No quiero, sin embargo, defenderme. Esta carta no debe convertirse en alegato. No necesito una sentencia absolutoria sino un beso de indulto y amnistía. Alguna vez, tras una riña, te dije: te propongo, sueño mío, que sigamos queriéndonos, porque va a llover... Y esa noche el amor tuvo algo de batalla frenética y de rito sagrado, mientras el granizo ametrallaba los cristales. ¿Recuerdas?
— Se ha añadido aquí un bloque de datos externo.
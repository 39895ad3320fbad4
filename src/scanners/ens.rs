//! ENS Scanner
//!
//! Resolves the name, then wraps the wallet pipeline around the resolved
//! address: a context finding is prepended and the wallet scan's findings
//! and metadata are spliced in unchanged. Resolution failure short-circuits
//! into a fixed sentinel report - the one place a report is not produced by
//! the general scoring pass.

use chrono::Utc;

use super::Scanner;
use crate::core::score::SourceTally;
use crate::models::{
    Confidence, EnsMetadata, Finding, InputType, ReportMetadata, RiskLevel, SafetyReport,
    ScoreBreakdownItem, Severity,
};

impl Scanner {
    pub(crate) async fn scan_ens(&self, raw: &str) -> SafetyReport {
        // Normalized for resolution; the original input stays on the report.
        let name = raw.trim().to_lowercase();
        let resolution = self.ens.resolve(&name).await;

        let Some(address) = resolution.address else {
            let error = resolution
                .error
                .unwrap_or_else(|| "no address record".to_string());
            return self.ens_failure_report(raw, &name, &error);
        };

        let (wallet_findings, wallet_meta, wallet_tally, mut checks) =
            self.wallet_scan_parts(&address).await;

        let mut findings = vec![Finding::info(format!(
            "ENS name {} resolves to {}",
            name, address
        ))
        .with_override(0)];
        findings.extend(wallet_findings);

        let mut tally = SourceTally::new();
        tally.record_critical("ENS resolver", true);
        tally.merge(wallet_tally);

        checks.insert(
            0,
            crate::models::CheckItem::passed("ENS resolution"),
        );

        let metadata = ReportMetadata::Ens(EnsMetadata {
            ens_name: Some(name),
            resolution_status: Some("resolved".to_string()),
            resolved_address: Some(address),
            resolution_error: None,
            wallet: Some(wallet_meta),
        });

        let mut report = self.finish(
            InputType::Ens,
            raw,
            findings,
            tally,
            Some(metadata),
            Some(checks),
            None,
        );
        report.recommendations.push(
            "Verify ownership of this name independently via the official ENS app (app.ens.domains)."
                .to_string(),
        );
        report
    }

    /// Fixed sentinel result for a failed resolution. The wallet scanner is
    /// never invoked on this branch.
    fn ens_failure_report(&self, raw: &str, name: &str, error: &str) -> SafetyReport {
        let findings = vec![Finding::new(
            Severity::Medium,
            format!("ENS resolution failed: {}", error),
        )
        .with_override(50)];

        SafetyReport {
            input_type: InputType::Ens,
            input_value: raw.to_string(),
            risk_score: 50,
            risk_level: RiskLevel::Suspicious,
            confidence: Confidence::Low,
            confidence_reason: "ENS resolution failed; nothing further could be verified"
                .to_string(),
            summary: format!(
                "The ENS name could not be resolved to an address ({}).",
                error
            ),
            findings,
            recommendations: vec![
                "Check the spelling of the name; unregistered and expired names do not resolve."
                    .to_string(),
                "Do not send funds to an address claimed for this name without independent proof."
                    .to_string(),
            ],
            score_breakdown: vec![ScoreBreakdownItem {
                label: format!("ENS resolution failed: {}", error),
                score_impact: 50,
            }],
            next_step: Some(
                "Look the name up in the official ENS app before trusting it.".to_string(),
            ),
            checks_performed: Some(vec![crate::models::CheckItem::failed(
                "ENS resolution",
                error.to_string(),
            )]),
            metadata: Some(ReportMetadata::Ens(EnsMetadata {
                ens_name: Some(name.to_string()),
                resolution_status: Some("failed".to_string()),
                resolved_address: None,
                resolution_error: Some(error.to_string()),
                wallet: None,
            })),
            timestamp: Utc::now(),
        }
    }
}

#[cfg(test)]
mod tests {
    use std::sync::atomic::Ordering;
    use std::sync::Arc;

    use super::super::testutil::{MockEns, MockGoPlus, MockSet};
    use crate::models::{Confidence, InputType, ReportMetadata, RiskLevel, Severity};

    const RESOLVED: &str = "0xd8dA6BF26964aF9D7eEd9e03E53415D37aA96045";

    fn resolving_mocks() -> MockSet {
        let mut mocks = MockSet::default();
        mocks.ens = Arc::new(MockEns {
            address: Some(RESOLVED.to_string()),
            ..Default::default()
        });
        mocks.goplus = Arc::new(MockGoPlus {
            address_flags: Some(vec![]),
            ..Default::default()
        });
        mocks
    }

    #[tokio::test]
    async fn test_success_prepends_context_finding() {
        let mocks = resolving_mocks();
        let scanner = mocks.scanner();
        let report = scanner.scan("vitalik.eth", None).await;

        assert_eq!(report.input_type, InputType::Ens);
        assert_eq!(report.findings[0].severity, Severity::Info);
        assert_eq!(report.findings[0].score_override, Some(0));
        assert!(report.findings[0].message.contains("resolves to"));
        assert!(report.findings[0].message.contains(RESOLVED));
        assert!(report.findings.len() > 1);
        assert!(report
            .recommendations
            .iter()
            .any(|r| r.contains("app.ens.domains")));
        assert_eq!(mocks.ens.calls.load(Ordering::SeqCst), 1);
    }

    #[tokio::test]
    async fn test_success_carries_wallet_metadata() {
        let mocks = resolving_mocks();
        let scanner = mocks.scanner();
        let report = scanner.scan("vitalik.eth", None).await;
        match report.metadata {
            Some(ReportMetadata::Ens(meta)) => {
                assert_eq!(meta.resolution_status.as_deref(), Some("resolved"));
                assert_eq!(meta.resolved_address.as_deref(), Some(RESOLVED));
                let wallet = meta.wallet.expect("delegated wallet metadata");
                assert_eq!(wallet.address.as_deref(), Some(RESOLVED));
            }
            other => panic!("expected ens metadata, got {:?}", other),
        }
    }

    #[tokio::test]
    async fn test_name_is_normalized_but_input_preserved() {
        let mocks = resolving_mocks();
        let scanner = mocks.scanner();
        let raw = " UPPERCASE.ETH ";
        let report = scanner.scan(raw, None).await;
        assert_eq!(report.input_value, raw);
        match report.metadata {
            Some(ReportMetadata::Ens(meta)) => {
                assert_eq!(meta.ens_name.as_deref(), Some("uppercase.eth"));
            }
            other => panic!("expected ens metadata, got {:?}", other),
        }
    }

    #[tokio::test]
    async fn test_failure_is_fixed_sentinel_and_skips_wallet_scan() {
        let mut mocks = MockSet::default();
        mocks.ens = Arc::new(MockEns {
            address: None,
            error: Some("name is not registered".to_string()),
            ..Default::default()
        });
        mocks.goplus = Arc::new(MockGoPlus {
            address_flags: Some(vec![]),
            ..Default::default()
        });
        let scanner = mocks.scanner();
        let report = scanner.scan("nosuchname.eth", None).await;

        assert_eq!(report.risk_level, RiskLevel::Suspicious);
        assert_eq!(report.risk_score, 50);
        assert_eq!(report.confidence, Confidence::Low);
        assert!(report
            .findings
            .iter()
            .any(|f| f.message.contains("resolution failed")));
        assert!(report
            .findings
            .iter()
            .any(|f| f.message.contains("name is not registered")));
        // Wallet scanner not invoked: no reputation lookup happened
        assert_eq!(mocks.goplus.address_calls.load(Ordering::SeqCst), 0);
        match report.metadata {
            Some(ReportMetadata::Ens(meta)) => {
                assert_eq!(meta.resolution_status.as_deref(), Some("failed"));
                assert!(meta.wallet.is_none());
            }
            other => panic!("expected ens metadata, got {:?}", other),
        }
    }
}
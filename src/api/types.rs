//! API Request/Response Types

use serde::{Deserialize, Serialize};

use crate::telemetry::TelemetryStats;

/// Error body returned on 4xx/5xx. The message never carries internal
/// detail or the submitted input.
#[derive(Debug, Serialize, Deserialize)]
pub struct ErrorBody {
    pub error: String,
    pub code: String,
}

impl ErrorBody {
    pub fn new(code: impl Into<String>, error: impl Into<String>) -> Self {
        Self {
            error: error.into(),
            code: code.into(),
        }
    }
}

// ============================================
// Health Check
// ============================================

#[derive(Debug, Serialize, Deserialize)]
pub struct HealthData {
    pub status: String,
    pub version: String,
    pub uptime_seconds: u64,
}

// ============================================
// Stats
// ============================================

#[derive(Debug, Serialize)]
pub struct StatsData {
    #[serde(flatten)]
    pub stats: TelemetryStats,
    pub uptime_seconds: u64,
    pub api_version: String,
}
Larga mirada de don César hacia la adusta serranía. Larga mirada hacia el cielo triste, de plata martillada, que empieza a volverse de oro, sangre y plomo. Y un largo y concienzudo sorbo de champaña. Tentación. Aguda tentación de dar una llamada por teléfono con virtualidad, posiblemente, de retrotraer las cosas. Tentación de acabar con una vida vacía, en penumbras, ya incurablemente envenenada de nostalgia. Indecisión. Unos pasos hacia la maleta para sacar una pistola. Y con ella sobre el escritorio seguir leyendo las cartas trémulas de recíproca pasión, y meditar sobre la manera maestra con que la vida borra como niebla que huye, como arrebol que se desvanece, las más entrañables relaciones amorosas, precisamente porque son relaciones amorosas, a las cuales uno les atribuye erradamente raíces de ceiba cuando en realidad se trata de orquídeas casi aéreas, propensas a marchitarse con el peso de una libélula.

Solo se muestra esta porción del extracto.